Kerja sama tersebut akan berlangsung hingga 2027 dan bertujuan untuk memperkuat stabilitas moneter kedua negara, dengan fokus pada pengurangan ketergantungan terhadap dolar AS serta menjaga likuiditas dalam mata uang asing.

Menurut Financial Expert Ajaib Sekuritas, Ratih Mustikoningsih, langkah ini sangat signifikan dalam konteks perekonomian Indonesia, yang belakangan ini menghadapi tekanan dari fluktuasi nilai tukar rupiah. "Kerja sama ini akan memperkuat stabilitas nilai tukar dan mendukung ketahanan sistem keuangan Indonesia, terutama dalam menghadapi ketidakpastian global," ujarnya dalam keterangan, Selas (5/11/2024).

Pada perdagangan Senin, IHSG ditutup terkoreksi 0,34 persen atau turun 25,75 poin ke level 7.479. Penurunan ini dipengaruhi oleh melemahnya nilai tukar rupiah, yang tercatat di Rp 15.751 per dolar AS pada 4 November. Meski demikian, investor asing tercatat masih mencatatkan inflow di pasar ekuitas domestik sebesar Rp 260,89 miliar, dengan total inflow tahun ini mencapai Rp 38,51 triliun.

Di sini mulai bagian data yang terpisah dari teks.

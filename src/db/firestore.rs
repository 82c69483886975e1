// SPDX-License-Identifier: MIT
// Copyright 2026 Roland Dreier <roland@rolandd.dev>

//! Firestore client wrapper with typed operations.
//!
//! Provides high-level operations for:
//! - Users (profiles, credentials, follow sets)
//! - Posts (with embedded likes and replies)

use crate::db::collections;
use crate::error::AppError;
use crate::models::{Post, User};
use futures_util::{stream, StreamExt};
use uuid::Uuid;

const MAX_CONCURRENT_DB_OPS: usize = 50;
// Firestore caps `in` filters at 30 values.
const IN_FILTER_LIMIT: usize = 30;

/// Firestore database client.
#[derive(Clone)]
pub struct FirestoreDb {
    client: firestore::FirestoreDb,
}

impl FirestoreDb {
    /// Create a new Firestore client.
    ///
    /// For local development with emulator, set FIRESTORE_EMULATOR_HOST.
    pub async fn new(project_id: &str) -> Result<Self, AppError> {
        // If the emulator environment variable is set, use unauthenticated connection
        // to avoid local credential warnings and leakage.
        if std::env::var("FIRESTORE_EMULATOR_HOST").is_ok() {
            return Self::create_emulator_client(project_id).await;
        }

        let client = firestore::FirestoreDb::new(project_id)
            .await
            .map_err(|e| AppError::Database(format!("Failed to connect to Firestore: {}", e)))?;

        tracing::info!(project = project_id, "Connected to Firestore");

        Ok(Self { client })
    }

    /// Create a Firestore client for the emulator with unauthenticated access.
    async fn create_emulator_client(project_id: &str) -> Result<Self, AppError> {
        tracing::info!("Using unauthenticated connection for Firestore Emulator");

        let token_source = gcloud_sdk::ExternalJwtFunctionSource::new(|| async {
            Ok(gcloud_sdk::Token {
                token_type: "Bearer".to_string(),
                token: gcloud_sdk::SecretValue::new(
                    "eyJhbGciOiJub25lIn0.eyJ1aWQiOiJ0ZXN0In0."
                        .to_string()
                        .into(),
                ),
                expiry: chrono::Utc::now() + chrono::Duration::hours(1),
            })
        });

        let options = firestore::FirestoreDbOptions::new(project_id.to_string());

        let client = firestore::FirestoreDb::with_options_token_source(
            options,
            gcloud_sdk::GCP_DEFAULT_SCOPES.clone(),
            gcloud_sdk::TokenSourceType::ExternalSource(Box::new(token_source)),
        )
        .await
        .map_err(|e| {
            AppError::Database(format!("Failed to connect to Firestore Emulator: {}", e))
        })?;

        tracing::info!(
            project = project_id,
            "Connected to Firestore (Emulator/Unauthenticated)"
        );

        Ok(Self { client })
    }

    // ─── User Operations ─────────────────────────────────────────

    /// Get a user by ID.
    pub async fn get_user(&self, user_id: Uuid) -> Result<Option<User>, AppError> {
        self.client
            .fluent()
            .select()
            .by_id_in(collections::USERS)
            .obj()
            .one(&user_id.to_string())
            .await
            .map_err(|e| AppError::Database(e.to_string()))
    }

    /// Find the user with an exact username match.
    pub async fn get_user_by_username(&self, username: &str) -> Result<Option<User>, AppError> {
        self.find_user_by_field("username", username).await
    }

    /// Find the user with an exact email match.
    pub async fn get_user_by_email(&self, email: &str) -> Result<Option<User>, AppError> {
        self.find_user_by_field("email", email).await
    }

    async fn find_user_by_field(&self, field: &str, value: &str) -> Result<Option<User>, AppError> {
        let users: Vec<User> = self
            .client
            .fluent()
            .select()
            .from(collections::USERS)
            .filter(|q| q.for_all([q.field(field).eq(value)]))
            .limit(1)
            .obj()
            .query()
            .await
            .map_err(|e| AppError::Database(e.to_string()))?;

        Ok(users.into_iter().next())
    }

    /// Create or update a user.
    pub async fn upsert_user(&self, user: &User) -> Result<(), AppError> {
        let _: () = self
            .client
            .fluent()
            .update()
            .in_col(collections::USERS)
            .document_id(user.id.to_string())
            .object(user)
            .execute()
            .await
            .map_err(|e| AppError::Database(e.to_string()))?;
        Ok(())
    }

    /// Delete a user document. Posts are left in place.
    pub async fn delete_user(&self, user_id: Uuid) -> Result<(), AppError> {
        self.client
            .fluent()
            .delete()
            .from(collections::USERS)
            .document_id(user_id.to_string())
            .execute()
            .await
            .map_err(|e| AppError::Database(e.to_string()))?;
        Ok(())
    }

    // ─── Post Operations ─────────────────────────────────────────

    /// Get a post by ID.
    pub async fn get_post(&self, post_id: Uuid) -> Result<Option<Post>, AppError> {
        self.client
            .fluent()
            .select()
            .by_id_in(collections::POSTS)
            .obj()
            .one(&post_id.to_string())
            .await
            .map_err(|e| AppError::Database(e.to_string()))
    }

    /// Create or replace a post.
    pub async fn upsert_post(&self, post: &Post) -> Result<(), AppError> {
        let _: () = self
            .client
            .fluent()
            .update()
            .in_col(collections::POSTS)
            .document_id(post.id.to_string())
            .object(post)
            .execute()
            .await
            .map_err(|e| AppError::Database(e.to_string()))?;
        Ok(())
    }

    /// Delete a post.
    pub async fn delete_post(&self, post_id: Uuid) -> Result<(), AppError> {
        self.client
            .fluent()
            .delete()
            .from(collections::POSTS)
            .document_id(post_id.to_string())
            .execute()
            .await
            .map_err(|e| AppError::Database(e.to_string()))?;
        Ok(())
    }

    /// Get every post owned by any of `authors`.
    ///
    /// Queries run in chunks to stay under the `in` filter limit; the
    /// result is unordered.
    pub async fn get_posts_by_authors(&self, authors: &[Uuid]) -> Result<Vec<Post>, AppError> {
        let chunks: Vec<Vec<String>> = authors
            .chunks(IN_FILTER_LIMIT)
            .map(|chunk| chunk.iter().map(Uuid::to_string).collect())
            .collect();

        let client = &self.client;
        let results = stream::iter(chunks)
            .map(|chunk| async move {
                client
                    .fluent()
                    .select()
                    .from(collections::POSTS)
                    .filter(move |q| q.for_all([q.field("posted_by").is_in(chunk.clone())]))
                    .obj::<Post>()
                    .query()
                    .await
                    .map_err(|e| AppError::Database(e.to_string()))
            })
            .buffer_unordered(MAX_CONCURRENT_DB_OPS)
            .collect::<Vec<Result<Vec<Post>, AppError>>>()
            .await;

        let mut posts = Vec::new();
        for result in results {
            posts.extend(result?);
        }
        Ok(posts)
    }

    /// Get every post carrying at least one reply by `user_id`.
    pub async fn get_posts_replied_by(&self, user_id: Uuid) -> Result<Vec<Post>, AppError> {
        let user_id = user_id.to_string();
        self.client
            .fluent()
            .select()
            .from(collections::POSTS)
            .filter(move |q| {
                q.for_all([q.field("reply_user_ids").array_contains(user_id.clone())])
            })
            .obj()
            .query()
            .await
            .map_err(|e| AppError::Database(e.to_string()))
    }
}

Di sisi lain, kebijakan yang diambil oleh Bank Indonesia (BI) dan Bank Sentral Singapura (Monetary Authority of Singapore/MAS) terkait perpanjangan Local Currency Bilateral Swap Agreement (LCBSA) dan Bilateral Repo Agreement (BRA) menjadi sinyal positif bagi kedua negara. Kerjasama tersebut diyakini dapat menurunkan ketergantungan pada dolar AS dan menjaga stabilitas sistem keuangan dengan memperkuat cadangan devisa.

“Langkah tersebut merupakan bentuk sinergi yang baik dalam menjaga stabilitas ekonomi kedua negara di tengah ketegangan global, serta dampak dari potensi kebijakan moneter The Fed yang bisa mempengaruhi aliran modal internasional,” tambah Ratih.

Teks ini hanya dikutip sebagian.